SeqGene is an open-source software for mining next-gen sequencing datasets, focusing on post-alignment quality control, SNP and indel identification and annotation, RNA expression quantification, allele specific expression, and expression-genotying association analysis. SeqGene is especially suited for RNA-seq and exonome-seq applications, with focus on protein coding and regulatory regions of a genome. For RNA-seq applications, SeqGene implemented a novel topology-based pathway analysis method to identify SNP-Expression co-enrichment and SNP-Expression paths.
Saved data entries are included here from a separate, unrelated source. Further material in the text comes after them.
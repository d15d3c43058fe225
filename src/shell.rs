//! Interactive prompt loop around the loader and statistics.
//!
//! Asks for a city, month and day, re-asking until each answer is valid,
//! prints the four statistic groups with the time each took, then offers raw
//! rows five at a time and a restart.

use anyhow::Result;
use std::io::{BufRead, Write};
use std::time::Instant;
use tracing::{info, warn};

use crate::catalog::City;
use crate::filter::{Day, SELECTABLE_MONTHS, MONTHS, TripFilter, parse_day, parse_month};
use crate::loader::Loader;
use crate::output::{
    RULE, render_duration_stats, render_raw_page, render_station_stats, render_time_stats,
    render_user_stats,
};
use crate::raw::{DEFAULT_PAGE_SIZE, RawData};
use crate::record::RecordSet;
use crate::stats::{station_stats, time_stats, trip_duration_stats, user_stats};

const INVALID_INPUT: &str = "Invalid input !";

pub struct Shell<R, W> {
    loader: Loader,
    input: R,
    output: W,
}

impl<R: BufRead, W: Write> Shell<R, W> {
    pub fn new(loader: Loader, input: R, output: W) -> Self {
        Self {
            loader,
            input,
            output,
        }
    }

    /// Runs queries until the user declines to restart or input ends.
    pub fn run(&mut self) -> Result<()> {
        writeln!(self.output, "Hello! Let's explore some US bikeshare data!")?;

        loop {
            let Some((city, filter)) = self.get_filters()? else {
                break;
            };

            match self.loader.load_filtered(city, &filter) {
                Ok(records) => self.show_stats(&records, &filter)?,
                Err(e) => {
                    warn!(error = %e, "Query failed");
                    writeln!(self.output, "Could not load {city} data: {e}")?;
                }
            }

            if !self.show_raw(city)? {
                break;
            }

            if self.ask_yes_no("\nWould you like to restart? Enter yes or no.")? != Some(true) {
                break;
            }
        }

        info!("Interactive session finished");
        Ok(())
    }

    fn get_filters(&mut self) -> Result<Option<(City, TripFilter)>> {
        let city_list = City::ALL.map(City::name).join(", ");
        let Some(city) = self.ask_until_valid(
            &format!("What city do you want to know about ({city_list})?"),
            |answer| answer.parse::<City>().ok(),
        )?
        else {
            return Ok(None);
        };

        let month_list = MONTHS[..SELECTABLE_MONTHS].join(", ");
        let Some(month) = self.ask_until_valid(
            &format!("What month do you want to know about (all, {month_list})?"),
            |answer| parse_month(answer).ok(),
        )?
        else {
            return Ok(None);
        };

        let first = Day::Monday.name().to_lowercase();
        let last = Day::Sunday.name().to_lowercase();
        let Some(day) = self.ask_until_valid(
            &format!("What day do you want to know about (all, {first}, ... {last})?"),
            |answer| parse_day(answer).ok(),
        )?
        else {
            return Ok(None);
        };

        writeln!(self.output, "{RULE}")?;
        Ok(Some((city, TripFilter { month, day })))
    }

    fn show_stats(&mut self, records: &RecordSet, filter: &TripFilter) -> Result<()> {
        if records.is_empty() {
            writeln!(self.output, "\nNo trips match the selected filters.\n{RULE}")?;
            return Ok(());
        }

        let started = Instant::now();
        let text = render_time_stats(&time_stats(records, filter)?);
        self.section("Calculating The Most Frequent Times of Travel...", &text, started)?;

        let started = Instant::now();
        let text = render_station_stats(&station_stats(records)?);
        self.section("Calculating The Most Popular Stations and Trip...", &text, started)?;

        let started = Instant::now();
        let text = render_duration_stats(&trip_duration_stats(records)?);
        self.section("Calculating Trip Duration...", &text, started)?;

        let started = Instant::now();
        let text = render_user_stats(&user_stats(records, records.city()));
        self.section("Calculating User Stats...", &text, started)?;

        Ok(())
    }

    fn section(&mut self, title: &str, body: &str, started: Instant) -> Result<()> {
        write!(
            self.output,
            "\n{title}\n\n{body}\nThis took {:.6} seconds.\n{RULE}\n",
            started.elapsed().as_secs_f64()
        )?;
        Ok(())
    }

    /// Pages through the unfiltered city file while the user keeps saying yes.
    ///
    /// Returns `false` if input ended.
    fn show_raw(&mut self, city: City) -> Result<bool> {
        let mut data: Option<RawData> = None;
        let mut offset = 0;

        loop {
            match self.ask_yes_no("\nWould you like to see raw data? Enter yes or no.")? {
                None => return Ok(false),
                Some(false) => return Ok(true),
                Some(true) => {}
            }

            if data.is_none() {
                let path = self.loader.catalog().path_for(city);
                match RawData::read(&path) {
                    Ok(read) => data = Some(read),
                    Err(e) => {
                        writeln!(self.output, "Could not read raw data: {e}")?;
                        return Ok(true);
                    }
                }
            }
            let Some(raw) = data.as_ref() else {
                return Ok(true);
            };

            let Some(page) = raw.page(offset, DEFAULT_PAGE_SIZE) else {
                writeln!(self.output, "No more rows to show.")?;
                return Ok(true);
            };
            offset += page.rows.len();
            let has_more = page.has_more;
            let text = render_raw_page(&page);
            self.output.write_all(text.as_bytes())?;

            if !has_more {
                writeln!(self.output, "No more rows to show.")?;
                return Ok(true);
            }
        }
    }

    /// Reads one trimmed, lowercased answer. `None` at end of input.
    fn prompt(&mut self, question: &str) -> Result<Option<String>> {
        writeln!(self.output, "{question}")?;
        self.output.flush()?;

        let mut line = String::new();
        if self.input.read_line(&mut line)? == 0 {
            return Ok(None);
        }
        Ok(Some(line.trim().to_lowercase()))
    }

    fn ask_until_valid<T>(
        &mut self,
        question: &str,
        parse: impl Fn(&str) -> Option<T>,
    ) -> Result<Option<T>> {
        loop {
            let Some(answer) = self.prompt(question)? else {
                return Ok(None);
            };
            match parse(&answer) {
                Some(value) => return Ok(Some(value)),
                None => writeln!(self.output, "{INVALID_INPUT}")?,
            }
        }
    }

    fn ask_yes_no(&mut self, question: &str) -> Result<Option<bool>> {
        Ok(self.prompt(question)?.map(|answer| answer == "yes"))
    }
}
Read more

Incoming search terms:

  • seqgene
  • RNA-seq_pipeline pdf
  • RNA seq data mining
  • rnaseq data to pathways
  • RNA seq for allele mining
  • cut sequence mining software
  • mining of RNAseq dataset in arabidopsis
  • how to mine rnaseq data
  • Herpès virus des bivalves
  • general purpose software

Incoming search terms:

  • de novo gene prediction via rna sequencing
  • gene prediction rnaseq
  • predicting orfs from rna seq
  • rnaseq find lncra
  • rna-seq to find orf
  • RNA-seq new gene
  • RNA-SEQ find new gene
  • RNA seq result ORF
  • rna seq predict orf
  • ORF prediction for RNAseq data

Variability Across RNA-seq Experiments Suggests Need for Careful Study Design

Researchers found that even at high coverage, the estimate of the relative abundance of a particular transcript can “substantially disagree” between sequencing experiments using the same platforms and protocols.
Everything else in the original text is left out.